**Work task:**
The answer must consist of every line from the entries that holds the word "async".

▬▬▬

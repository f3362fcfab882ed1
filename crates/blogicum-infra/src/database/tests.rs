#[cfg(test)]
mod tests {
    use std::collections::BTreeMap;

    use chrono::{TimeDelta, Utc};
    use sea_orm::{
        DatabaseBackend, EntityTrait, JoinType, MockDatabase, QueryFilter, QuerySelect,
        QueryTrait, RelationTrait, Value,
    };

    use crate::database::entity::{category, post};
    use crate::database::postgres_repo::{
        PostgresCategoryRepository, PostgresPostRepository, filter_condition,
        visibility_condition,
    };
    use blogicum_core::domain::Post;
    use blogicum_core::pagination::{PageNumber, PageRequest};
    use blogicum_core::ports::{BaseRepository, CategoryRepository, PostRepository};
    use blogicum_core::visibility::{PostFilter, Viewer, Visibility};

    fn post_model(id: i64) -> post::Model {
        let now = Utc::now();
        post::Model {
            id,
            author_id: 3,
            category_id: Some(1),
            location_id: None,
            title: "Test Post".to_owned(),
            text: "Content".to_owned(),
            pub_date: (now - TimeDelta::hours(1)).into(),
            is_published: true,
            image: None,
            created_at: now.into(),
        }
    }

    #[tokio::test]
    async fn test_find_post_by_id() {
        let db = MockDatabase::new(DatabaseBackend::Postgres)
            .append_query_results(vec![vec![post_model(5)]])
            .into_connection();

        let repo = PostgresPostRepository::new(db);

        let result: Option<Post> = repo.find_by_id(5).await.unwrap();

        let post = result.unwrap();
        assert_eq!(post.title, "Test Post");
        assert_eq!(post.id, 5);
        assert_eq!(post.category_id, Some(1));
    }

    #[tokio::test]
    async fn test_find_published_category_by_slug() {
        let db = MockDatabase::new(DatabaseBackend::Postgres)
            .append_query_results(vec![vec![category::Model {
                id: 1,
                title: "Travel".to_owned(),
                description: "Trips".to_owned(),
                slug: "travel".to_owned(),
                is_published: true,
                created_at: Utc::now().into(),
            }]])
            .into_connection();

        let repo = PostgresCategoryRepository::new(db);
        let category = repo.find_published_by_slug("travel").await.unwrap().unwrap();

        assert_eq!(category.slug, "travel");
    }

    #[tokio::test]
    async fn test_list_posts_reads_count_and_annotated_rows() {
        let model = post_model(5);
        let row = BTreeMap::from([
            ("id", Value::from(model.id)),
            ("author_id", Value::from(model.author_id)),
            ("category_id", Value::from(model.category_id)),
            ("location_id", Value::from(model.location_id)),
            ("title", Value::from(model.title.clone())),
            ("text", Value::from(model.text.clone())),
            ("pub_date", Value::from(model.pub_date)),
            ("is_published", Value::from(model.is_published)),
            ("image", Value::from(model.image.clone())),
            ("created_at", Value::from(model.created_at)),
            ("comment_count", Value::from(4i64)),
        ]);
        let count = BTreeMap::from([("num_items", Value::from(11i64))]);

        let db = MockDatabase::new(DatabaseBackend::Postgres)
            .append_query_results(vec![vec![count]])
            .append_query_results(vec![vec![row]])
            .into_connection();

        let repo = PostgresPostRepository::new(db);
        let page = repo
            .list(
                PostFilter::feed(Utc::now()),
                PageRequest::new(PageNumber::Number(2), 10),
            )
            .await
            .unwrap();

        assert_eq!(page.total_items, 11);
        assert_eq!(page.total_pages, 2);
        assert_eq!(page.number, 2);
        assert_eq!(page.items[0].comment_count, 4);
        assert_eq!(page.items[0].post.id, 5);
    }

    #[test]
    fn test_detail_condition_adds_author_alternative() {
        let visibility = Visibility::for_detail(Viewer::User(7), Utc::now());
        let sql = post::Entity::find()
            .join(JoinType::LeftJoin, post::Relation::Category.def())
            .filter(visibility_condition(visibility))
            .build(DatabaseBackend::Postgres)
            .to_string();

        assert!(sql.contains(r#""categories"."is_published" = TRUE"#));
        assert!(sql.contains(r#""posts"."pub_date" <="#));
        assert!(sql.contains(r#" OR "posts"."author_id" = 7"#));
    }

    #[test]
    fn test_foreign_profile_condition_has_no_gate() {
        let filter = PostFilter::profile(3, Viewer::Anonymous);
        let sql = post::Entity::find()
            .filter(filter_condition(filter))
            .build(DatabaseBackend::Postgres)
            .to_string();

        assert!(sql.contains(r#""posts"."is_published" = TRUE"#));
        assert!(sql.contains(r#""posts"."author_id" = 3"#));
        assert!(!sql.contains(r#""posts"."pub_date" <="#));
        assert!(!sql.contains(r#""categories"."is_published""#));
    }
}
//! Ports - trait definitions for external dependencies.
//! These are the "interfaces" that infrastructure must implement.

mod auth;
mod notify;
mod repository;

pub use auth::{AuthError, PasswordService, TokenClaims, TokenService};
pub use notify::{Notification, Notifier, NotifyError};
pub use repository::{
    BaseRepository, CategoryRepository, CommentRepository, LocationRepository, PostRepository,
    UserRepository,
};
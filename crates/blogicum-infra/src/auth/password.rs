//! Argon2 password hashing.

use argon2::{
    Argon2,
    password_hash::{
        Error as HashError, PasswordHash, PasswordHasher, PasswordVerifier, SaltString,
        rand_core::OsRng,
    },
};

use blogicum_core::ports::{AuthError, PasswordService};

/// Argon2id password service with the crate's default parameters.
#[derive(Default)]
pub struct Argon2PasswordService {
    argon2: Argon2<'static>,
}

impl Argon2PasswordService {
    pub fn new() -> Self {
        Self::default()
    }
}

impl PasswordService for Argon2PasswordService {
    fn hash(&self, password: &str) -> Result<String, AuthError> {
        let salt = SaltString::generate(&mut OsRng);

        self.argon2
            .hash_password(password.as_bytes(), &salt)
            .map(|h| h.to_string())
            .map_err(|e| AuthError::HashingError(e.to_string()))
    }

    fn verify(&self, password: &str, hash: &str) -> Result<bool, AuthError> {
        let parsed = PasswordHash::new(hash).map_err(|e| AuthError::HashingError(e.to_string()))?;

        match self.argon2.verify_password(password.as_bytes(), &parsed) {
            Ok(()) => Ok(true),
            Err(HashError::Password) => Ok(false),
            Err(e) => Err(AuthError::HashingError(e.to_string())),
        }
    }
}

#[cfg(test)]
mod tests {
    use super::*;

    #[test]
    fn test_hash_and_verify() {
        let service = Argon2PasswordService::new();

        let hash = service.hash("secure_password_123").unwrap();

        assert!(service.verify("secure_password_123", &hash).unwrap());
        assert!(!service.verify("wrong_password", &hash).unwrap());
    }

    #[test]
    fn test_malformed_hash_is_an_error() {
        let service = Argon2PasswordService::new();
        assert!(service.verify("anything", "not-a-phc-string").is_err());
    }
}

▬▬▬

**Answer to this problem:**
    async fn test_find_post_by_id() {
    async fn test_find_published_category_by_slug() {
    async fn test_list_posts_reads_count_and_annotated_rows() {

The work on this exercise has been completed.